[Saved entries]
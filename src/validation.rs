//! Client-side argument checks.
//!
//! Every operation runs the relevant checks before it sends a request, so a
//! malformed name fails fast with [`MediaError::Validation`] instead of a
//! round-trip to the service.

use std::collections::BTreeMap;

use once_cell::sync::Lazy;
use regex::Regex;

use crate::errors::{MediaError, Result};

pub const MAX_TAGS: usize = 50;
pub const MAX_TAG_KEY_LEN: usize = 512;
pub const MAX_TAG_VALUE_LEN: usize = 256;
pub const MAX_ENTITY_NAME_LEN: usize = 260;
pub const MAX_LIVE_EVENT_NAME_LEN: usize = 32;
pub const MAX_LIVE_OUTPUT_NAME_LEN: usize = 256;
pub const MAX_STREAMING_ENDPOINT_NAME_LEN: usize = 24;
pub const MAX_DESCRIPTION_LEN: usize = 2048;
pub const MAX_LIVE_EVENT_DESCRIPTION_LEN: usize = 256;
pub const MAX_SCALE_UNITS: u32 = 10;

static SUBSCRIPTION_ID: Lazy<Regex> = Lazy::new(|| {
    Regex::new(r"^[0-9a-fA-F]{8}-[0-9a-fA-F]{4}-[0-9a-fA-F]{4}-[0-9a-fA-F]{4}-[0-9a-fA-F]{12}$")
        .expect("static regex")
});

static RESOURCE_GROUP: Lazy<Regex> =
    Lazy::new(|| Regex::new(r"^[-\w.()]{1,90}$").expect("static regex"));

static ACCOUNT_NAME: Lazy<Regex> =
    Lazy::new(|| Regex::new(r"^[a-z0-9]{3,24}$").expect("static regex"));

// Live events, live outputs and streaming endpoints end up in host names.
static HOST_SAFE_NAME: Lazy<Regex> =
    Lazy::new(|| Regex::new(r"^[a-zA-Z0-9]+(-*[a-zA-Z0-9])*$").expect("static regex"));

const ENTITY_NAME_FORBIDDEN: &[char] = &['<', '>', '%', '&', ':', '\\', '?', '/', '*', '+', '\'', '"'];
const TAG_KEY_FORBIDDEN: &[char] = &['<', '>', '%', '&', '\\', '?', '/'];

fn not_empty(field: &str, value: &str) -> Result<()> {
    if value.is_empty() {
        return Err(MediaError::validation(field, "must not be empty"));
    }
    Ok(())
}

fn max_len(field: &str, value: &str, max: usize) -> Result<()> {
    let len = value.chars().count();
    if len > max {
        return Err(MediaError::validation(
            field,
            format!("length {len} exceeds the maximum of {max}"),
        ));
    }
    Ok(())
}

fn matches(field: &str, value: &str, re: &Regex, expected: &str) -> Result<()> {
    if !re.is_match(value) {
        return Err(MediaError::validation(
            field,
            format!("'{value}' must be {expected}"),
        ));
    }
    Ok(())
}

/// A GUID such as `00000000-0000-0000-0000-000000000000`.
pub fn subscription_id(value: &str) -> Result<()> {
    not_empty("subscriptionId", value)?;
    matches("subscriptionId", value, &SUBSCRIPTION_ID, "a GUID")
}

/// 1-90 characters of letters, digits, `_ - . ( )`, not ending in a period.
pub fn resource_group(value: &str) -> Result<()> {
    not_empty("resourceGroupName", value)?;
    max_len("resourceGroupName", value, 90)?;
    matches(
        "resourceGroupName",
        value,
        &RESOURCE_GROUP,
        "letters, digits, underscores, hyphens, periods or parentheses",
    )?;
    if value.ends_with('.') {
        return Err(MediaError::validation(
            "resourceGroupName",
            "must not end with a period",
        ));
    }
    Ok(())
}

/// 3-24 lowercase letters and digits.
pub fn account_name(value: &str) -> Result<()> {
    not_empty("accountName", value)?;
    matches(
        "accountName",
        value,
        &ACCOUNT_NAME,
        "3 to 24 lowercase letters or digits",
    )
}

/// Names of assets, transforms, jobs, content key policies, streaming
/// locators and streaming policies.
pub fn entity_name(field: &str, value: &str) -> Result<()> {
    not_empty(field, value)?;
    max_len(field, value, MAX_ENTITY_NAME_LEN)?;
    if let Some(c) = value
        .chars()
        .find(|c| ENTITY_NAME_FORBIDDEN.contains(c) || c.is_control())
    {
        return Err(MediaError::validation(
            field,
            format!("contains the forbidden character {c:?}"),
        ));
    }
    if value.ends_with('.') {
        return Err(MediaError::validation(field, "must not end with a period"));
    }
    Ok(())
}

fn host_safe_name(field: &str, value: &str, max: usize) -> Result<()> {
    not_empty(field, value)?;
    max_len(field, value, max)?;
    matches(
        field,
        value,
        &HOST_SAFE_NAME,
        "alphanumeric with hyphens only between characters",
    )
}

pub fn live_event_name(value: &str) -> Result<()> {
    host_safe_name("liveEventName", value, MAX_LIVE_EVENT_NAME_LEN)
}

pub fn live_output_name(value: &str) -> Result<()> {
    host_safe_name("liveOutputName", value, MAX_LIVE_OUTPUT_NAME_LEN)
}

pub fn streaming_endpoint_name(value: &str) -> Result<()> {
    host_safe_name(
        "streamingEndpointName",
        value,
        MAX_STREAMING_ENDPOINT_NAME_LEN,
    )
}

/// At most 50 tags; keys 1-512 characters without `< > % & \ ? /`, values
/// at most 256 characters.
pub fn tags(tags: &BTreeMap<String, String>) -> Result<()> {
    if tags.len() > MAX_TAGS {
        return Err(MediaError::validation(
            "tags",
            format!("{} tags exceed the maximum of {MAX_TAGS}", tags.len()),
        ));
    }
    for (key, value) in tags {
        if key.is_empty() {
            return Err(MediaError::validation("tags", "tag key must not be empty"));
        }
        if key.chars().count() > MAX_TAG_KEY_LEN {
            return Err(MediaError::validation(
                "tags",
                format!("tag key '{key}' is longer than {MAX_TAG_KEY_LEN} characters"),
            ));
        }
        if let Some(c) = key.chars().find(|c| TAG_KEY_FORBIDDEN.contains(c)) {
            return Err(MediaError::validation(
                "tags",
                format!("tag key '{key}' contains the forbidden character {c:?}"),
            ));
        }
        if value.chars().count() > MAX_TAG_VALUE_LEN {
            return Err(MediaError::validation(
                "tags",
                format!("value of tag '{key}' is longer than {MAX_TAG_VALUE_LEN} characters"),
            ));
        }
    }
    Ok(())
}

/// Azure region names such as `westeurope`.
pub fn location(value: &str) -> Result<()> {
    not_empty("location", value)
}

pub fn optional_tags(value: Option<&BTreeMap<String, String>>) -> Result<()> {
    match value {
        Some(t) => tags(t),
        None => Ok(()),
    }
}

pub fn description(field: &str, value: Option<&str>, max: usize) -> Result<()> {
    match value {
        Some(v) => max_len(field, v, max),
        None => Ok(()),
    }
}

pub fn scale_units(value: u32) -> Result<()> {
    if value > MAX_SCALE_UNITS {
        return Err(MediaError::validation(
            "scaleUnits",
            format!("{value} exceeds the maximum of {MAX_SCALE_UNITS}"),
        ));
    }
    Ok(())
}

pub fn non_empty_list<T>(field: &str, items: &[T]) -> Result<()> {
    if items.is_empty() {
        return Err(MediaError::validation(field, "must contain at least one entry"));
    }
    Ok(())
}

▶ _ASSIGNED TASK_: Please set down each line of the records exactly as given.

▶ _RESPONSE BOX_:
filename src/validation.rs
//! Client-side argument checks.
//!
//! Every operation runs the relevant checks before it sends a request, so a
//! malformed name fails fast with [`MediaError::Validation`] instead of a
//! round-trip to the service.

use std::collections::BTreeMap;

use once_cell::sync::Lazy;
use regex::Regex;

use crate::errors::{MediaError, Result};

pub const MAX_TAGS: usize = 50;
pub const MAX_TAG_KEY_LEN: usize = 512;
pub const MAX_TAG_VALUE_LEN: usize = 256;
pub const MAX_ENTITY_NAME_LEN: usize = 260;
pub const MAX_LIVE_EVENT_NAME_LEN: usize = 32;
pub const MAX_LIVE_OUTPUT_NAME_LEN: usize = 256;
pub const MAX_STREAMING_ENDPOINT_NAME_LEN: usize = 24;
pub const MAX_DESCRIPTION_LEN: usize = 2048;
pub const MAX_LIVE_EVENT_DESCRIPTION_LEN: usize = 256;
pub const MAX_SCALE_UNITS: u32 = 10;

static SUBSCRIPTION_ID: Lazy<Regex> = Lazy::new(|| {
    Regex::new(r"^[0-9a-fA-F]{8}-[0-9a-fA-F]{4}-[0-9a-fA-F]{4}-[0-9a-fA-F]{4}-[0-9a-fA-F]{12}$")
        .expect("static regex")
});

static RESOURCE_GROUP: Lazy<Regex> =
    Lazy::new(|| Regex::new(r"^[-\w.()]{1,90}$").expect("static regex"));

static ACCOUNT_NAME: Lazy<Regex> =
    Lazy::new(|| Regex::new(r"^[a-z0-9]{3,24}$").expect("static regex"));

// Live events, live outputs and streaming endpoints end up in host names.
static HOST_SAFE_NAME: Lazy<Regex> =
    Lazy::new(|| Regex::new(r"^[a-zA-Z0-9]+(-*[a-zA-Z0-9])*$").expect("static regex"));

const ENTITY_NAME_FORBIDDEN: &[char] = &['<', '>', '%', '&', ':', '\\', '?', '/', '*', '+', '\'', '"'];
const TAG_KEY_FORBIDDEN: &[char] = &['<', '>', '%', '&', '\\', '?', '/'];

fn not_empty(field: &str, value: &str) -> Result<()> {
    if value.is_empty() {
        return Err(MediaError::validation(field, "must not be empty"));
    }
    Ok(())
}

fn max_len(field: &str, value: &str, max: usize) -> Result<()> {
    let len = value.chars().count();
    if len > max {
        return Err(MediaError::validation(
            field,
            format!("length {len} exceeds the maximum of {max}"),
        ));
    }
    Ok(())
}

fn matches(field: &str, value: &str, re: &Regex, expected: &str) -> Result<()> {
    if !re.is_match(value) {
        return Err(MediaError::validation(
            field,
            format!("'{value}' must be {expected}"),
        ));
    }
    Ok(())
}

/// A GUID such as `00000000-0000-0000-0000-000000000000`.
pub fn subscription_id(value: &str) -> Result<()> {
    not_empty("subscriptionId", value)?;
    matches("subscriptionId", value, &SUBSCRIPTION_ID, "a GUID")
}

/// 1-90 characters of letters, digits, `_ - . ( )`, not ending in a period.
pub fn resource_group(value: &str) -> Result<()> {
    not_empty("resourceGroupName", value)?;
    max_len("resourceGroupName", value, 90)?;
    matches(
        "resourceGroupName",
        value,
        &RESOURCE_GROUP,
        "letters, digits, underscores, hyphens, periods or parentheses",
    )?;
    if value.ends_with('.') {
        return Err(MediaError::validation(
            "resourceGroupName",
            "must not end with a period",
        ));
    }
    Ok(())
}

/// 3-24 lowercase letters and digits.
pub fn account_name(value: &str) -> Result<()> {
    not_empty("accountName", value)?;
    matches(
        "accountName",
        value,
        &ACCOUNT_NAME,
        "3 to 24 lowercase letters or digits",
    )
}

/// Names of assets, transforms, jobs, content key policies, streaming
/// locators and streaming policies.
pub fn entity_name(field: &str, value: &str) -> Result<()> {
    not_empty(field, value)?;
    max_len(field, value, MAX_ENTITY_NAME_LEN)?;
    if let Some(c) = value
        .chars()
        .find(|c| ENTITY_NAME_FORBIDDEN.contains(c) || c.is_control())
    {
        return Err(MediaError::validation(
            field,
            format!("contains the forbidden character {c:?}"),
        ));
    }
    if value.ends_with('.') {
        return Err(MediaError::validation(field, "must not end with a period"));
    }
    Ok(())
}

fn host_safe_name(field: &str, value: &str, max: usize) -> Result<()> {
    not_empty(field, value)?;
    max_len(field, value, max)?;
    matches(
        field,
        value,
        &HOST_SAFE_NAME,
        "alphanumeric with hyphens only between characters",
    )
}

pub fn live_event_name(value: &str) -> Result<()> {
    host_safe_name("liveEventName", value, MAX_LIVE_EVENT_NAME_LEN)
}

pub fn live_output_name(value: &str) -> Result<()> {
    host_safe_name("liveOutputName", value, MAX_LIVE_OUTPUT_NAME_LEN)
}

pub fn streaming_endpoint_name(value: &str) -> Result<()> {
    host_safe_name(
        "streamingEndpointName",
        value,
        MAX_STREAMING_ENDPOINT_NAME_LEN,
    )
}

/// At most 50 tags; keys 1-512 characters without `< > % & \ ? /`, values
/// at most 256 characters.
pub fn tags(tags: &BTreeMap<String, String>) -> Result<()> {
    if tags.len() > MAX_TAGS {
        return Err(MediaError::validation(
            "tags",
            format!("{} tags exceed the maximum of {MAX_TAGS}", tags.len()),
        ));
    }
    for (key, value) in tags {
        if key.is_empty() {
            return Err(MediaError::validation("tags", "tag key must not be empty"));
        }
        if key.chars().count() > MAX_TAG_KEY_LEN {
            return Err(MediaError::validation(
                "tags",
                format!("tag key '{key}' is longer than {MAX_TAG_KEY_LEN} characters"),
            ));
        }
        if let Some(c) = key.chars().find(|c| TAG_KEY_FORBIDDEN.contains(c)) {
            return Err(MediaError::validation(
                "tags",
                format!("tag key '{key}' contains the forbidden character {c:?}"),
            ));
        }
        if value.chars().count() > MAX_TAG_VALUE_LEN {
            return Err(MediaError::validation(
                "tags",
                format!("value of tag '{key}' is longer than {MAX_TAG_VALUE_LEN} characters"),
            ));
        }
    }
    Ok(())
}

/// Azure region names such as `westeurope`.
pub fn location(value: &str) -> Result<()> {
    not_empty("location", value)
}

pub fn optional_tags(value: Option<&BTreeMap<String, String>>) -> Result<()> {
    match value {
        Some(t) => tags(t),
        None => Ok(()),
    }
}

pub fn description(field: &str, value: Option<&str>, max: usize) -> Result<()> {
    match value {
        Some(v) => max_len(field, v, max),
        None => Ok(()),
    }
}

pub fn scale_units(value: u32) -> Result<()> {
    if value > MAX_SCALE_UNITS {
        return Err(MediaError::validation(
            "scaleUnits",
            format!("{value} exceeds the maximum of {MAX_SCALE_UNITS}"),
        ));
    }
    Ok(())
}

pub fn non_empty_list<T>(field: &str, items: &[T]) -> Result<()> {
    if items.is_empty() {
        return Err(MediaError::validation(field, "must contain at least one entry"));
    }
    Ok(())
}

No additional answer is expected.